Explanatory Data Analysis group
Dr. Matthijs van Leeuwen
Associate professor & group leader
The short (compressed) version
Matthijs likes data, patterns, algorithms, and information theory. He strives for data mining and machine learning methods and results that are principled, interpretable, and exploit existing knowledge.
The longer version
Matthijs is associate professor and group leader at the Leiden Institute of Advanced Computer Science (LIACS), Leiden University. He is Programme Manager of the Master Computer Science, and affiliated with SAILS and DSRP, the university-wide research programmes for artificial intelligence (AI) and data science. His primary research interests are exploratory data mining and interpretable machine learning: how can we enable domain experts to explore and analyse their data, to uncover patterns and make predictions, and—ultimately—discover novel knowledge?
For this it is important that methods and results are explainable to domain experts, who may not be data scientists. His signature approach is to define and identify patterns that matter, i.e., succinct descriptions that characterise relevant structure present in the data. Which patterns matter strongly depends on the data and task at hand, hence defining the problem is one of the key challenges in his research. Information theoretic concepts such as the Minimum Description Length (MDL) principle have proven very useful to this end. Matthijs is also interested in interactive data mining, i.e., involving humans in the loop.
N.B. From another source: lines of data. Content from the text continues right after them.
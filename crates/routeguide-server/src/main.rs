#![doc = include_str!("../README.md")]

mod server;

use clap::Parser;
use futures::Stream;
use routeguide_core::{
    features::{FeatureIndex, load_features},
    proto::{FILE_DESCRIPTOR_SET, route_guide_server::RouteGuideServer},
};
use server::config::{CliArgs, ServerConfig};
use server::service::handler::RouteGuideService;
use server::telemetry::{TelemetryProviders, init_telemetry};
use tokio::io::{AsyncRead, AsyncWrite};
use tokio::net::TcpListener;
use tokio::signal;
use tokio_stream::wrappers::TcpListenerStream;
use tonic::transport::server::Connected;
use tonic::{codec::CompressionEncoding, transport::Server};
use tonic_health::server::HealthReporter;
use tonic_reflection::server::Builder;
use tonic_web::GrpcWebLayer;
use tower::ServiceBuilder;
use tower_http::cors::{Any, CorsLayer};

// Using mimalloc for better performance under contention, especially in musl
// environments.
#[global_allocator]
static GLOBAL: mimalloc::MiMalloc = mimalloc::MiMalloc;

#[tokio::main]
async fn main() -> anyhow::Result<()> {
    // Load from .env
    let _ = dotenvy::dotenv();
    let args = CliArgs::parse();
    let config = ServerConfig::try_from(args)?;

    let providers = init_telemetry()?;

    let features = FeatureIndex::new(load_features(&config.feature_db)?);
    tracing::info!(
        "Loaded {} features from {}",
        features.len(),
        config.feature_db.display()
    );
    let service = RouteGuideService::new(config.clone(), features);

    if config.uds {
        #[cfg(unix)]
        {
            use tokio::net::UnixListener;
            use tokio_stream::wrappers::UnixListenerStream;
            let uds_path = config.server_addr.clone();
            let uds = UnixListener::bind(&uds_path)?;
            let incoming = UnixListenerStream::new(uds);
            log_startup_info(&uds_path, &config);
            let res = run_server_with_incoming(providers, incoming, service).await;
            // A panic may still leave the socket file behind.
            let _ = std::fs::remove_file(&uds_path);
            res
        }
        #[cfg(not(unix))]
        {
            anyhow::bail!("Unix domain sockets are not supported on this platform");
        }
    } else {
        let tcp_path = config.server_addr.clone();
        let tcp = TcpListener::bind(&tcp_path).await?;
        let incoming = TcpListenerStream::new(tcp);
        log_startup_info(&tcp_path, &config);
        run_server_with_incoming(providers, incoming, service).await
    }
}

async fn run_server_with_incoming<I, IO, IE>(
    providers: TelemetryProviders,
    incoming: I,
    service: RouteGuideService,
) -> anyhow::Result<()>
where
    I: Stream<Item = Result<IO, IE>>,
    IO: AsyncRead + AsyncWrite + Connected + Unpin + Send + 'static,
    IE: Into<tower::BoxError>,
{
    let (health_reporter, health_service) = tonic_health::server::health_reporter();
    health_reporter
        .set_serving::<RouteGuideServer<RouteGuideService>>()
        .await;

    let reflection = Builder::configure()
        .register_encoded_file_descriptor_set(FILE_DESCRIPTOR_SET)
        .build_v1()?;

    Server::builder()
        .accept_http1(true)
        .http2_adaptive_window(Some(true))
        .layer(
            ServiceBuilder::new()
                .layer(
                    CorsLayer::new()
                        .allow_origin(Any)
                        .allow_methods(Any)
                        .allow_headers(Any),
                )
                .layer(GrpcWebLayer::new()),
        )
        .add_service(health_service)
        .add_service(reflection)
        .add_service(build_route_guide(service.clone()))
        .serve_with_incoming_shutdown(
            incoming,
            shutdown_signal(service, health_reporter, providers),
        )
        .await?;

    tracing::info!("Service shut down successfully");
    Ok(())
}

fn log_startup_info(addr: &str, config: &ServerConfig) {
    if cfg!(debug_assertions) {
        tracing::info!(
            "Starting RouteGuide service on {} with full config: {:#?}",
            addr,
            config
        );
    } else {
        tracing::info!(
            "Starting RouteGuide service on {} (stream buffer {})",
            addr,
            config.stream_buffer_size
        );
    }
}

fn build_route_guide(service: RouteGuideService) -> RouteGuideServer<RouteGuideService> {
    RouteGuideServer::new(service)
        .send_compressed(CompressionEncoding::Zstd)
        .send_compressed(CompressionEncoding::Gzip)
        .send_compressed(CompressionEncoding::Deflate)
        .accept_compressed(CompressionEncoding::Zstd)
        .accept_compressed(CompressionEncoding::Gzip)
        .accept_compressed(CompressionEncoding::Deflate)
}

async fn shutdown_signal(
    service: RouteGuideService,
    health_reporter: HealthReporter,
    providers: TelemetryProviders,
) {
    #[cfg(unix)]
    let terminate = async {
        match signal::unix::signal(signal::unix::SignalKind::terminate()) {
            Ok(mut sigterm) => {
                sigterm.recv().await;
            }
            Err(e) => {
                tracing::error!("Failed to install SIGTERM handler: {}", e);
                std::future::pending::<()>().await;
            }
        }
    };

    #[cfg(not(unix))]
    let terminate = std::future::pending::<()>();

    let ctrl_c = async {
        if let Err(e) = signal::ctrl_c().await {
            tracing::error!("Failed to install Ctrl+C handler: {}", e);
            std::future::pending::<()>().await;
        }
    };

    tokio::select! {
        () = ctrl_c => tracing::info!("Received Ctrl+C signal"),
        () = terminate => tracing::info!("Received SIGTERM signal"),
    }

    tracing::info!("Shutdown signal received, terminating gracefully...");

    // 1. Publish the status
    health_reporter
        .set_not_serving::<RouteGuideServer<RouteGuideService>>()
        .await;

    // 2. Refuse, drain, then cancel remaining sessions
    service.shutdown().await;

    #[cfg(feature = "otel")]
    {
        if let Err(err) = providers.tracer_provider.force_flush() {
            eprintln!("Error flushing traces: {:#?}", err);
        }
        if let Err(err) = providers.tracer_provider.shutdown() {
            eprintln!("Error shutting down tracer: {:#?}", err);
        }
    }

    #[cfg(feature = "metrics")]
    {
        if let Err(err) = providers.meter_provider.force_flush() {
            eprintln!("Error flushing metrics: {:#?}", err);
        }
        if let Err(err) = providers.meter_provider.shutdown() {
            eprintln!("Error shutting down meter: {:#?}", err);
        }
    }

    #[cfg(not(any(feature = "otel", feature = "metrics")))]
    let _ = providers;
}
Finally, he is interested in fundamental data mining research for real-world applications, both in science (e.g., life sciences, social sciences) and industry (e.g., manufacturing and engineering, aviation), as this is the best way to show that the theory works in practice.
Bio
Matthijs was previously a (tenure track) assistant professor (2017-2020) and senior researcher (2015-2017) at Leiden University, and a postdoctoral researcher at KU Leuven (2011-2015) and Universiteit Utrecht (2009-2011). He defended his Ph.D. thesis, titled Patterns that Matter, in February 2010, at Universiteit Utrecht. He won several best paper and reviewer awards at international conferences and was awarded NWO Rubicon, FWO Postdoc, NWO TOP2, and NWO TTW Perspectief grants. He is General Chair of the IDA Council and editorial board member of Data Mining and Knowledge Discovery. Further, he co-organised a number of international conferences and workshops, and co-lectured tutorials on 'Information Theoretic Methods in Data Mining'.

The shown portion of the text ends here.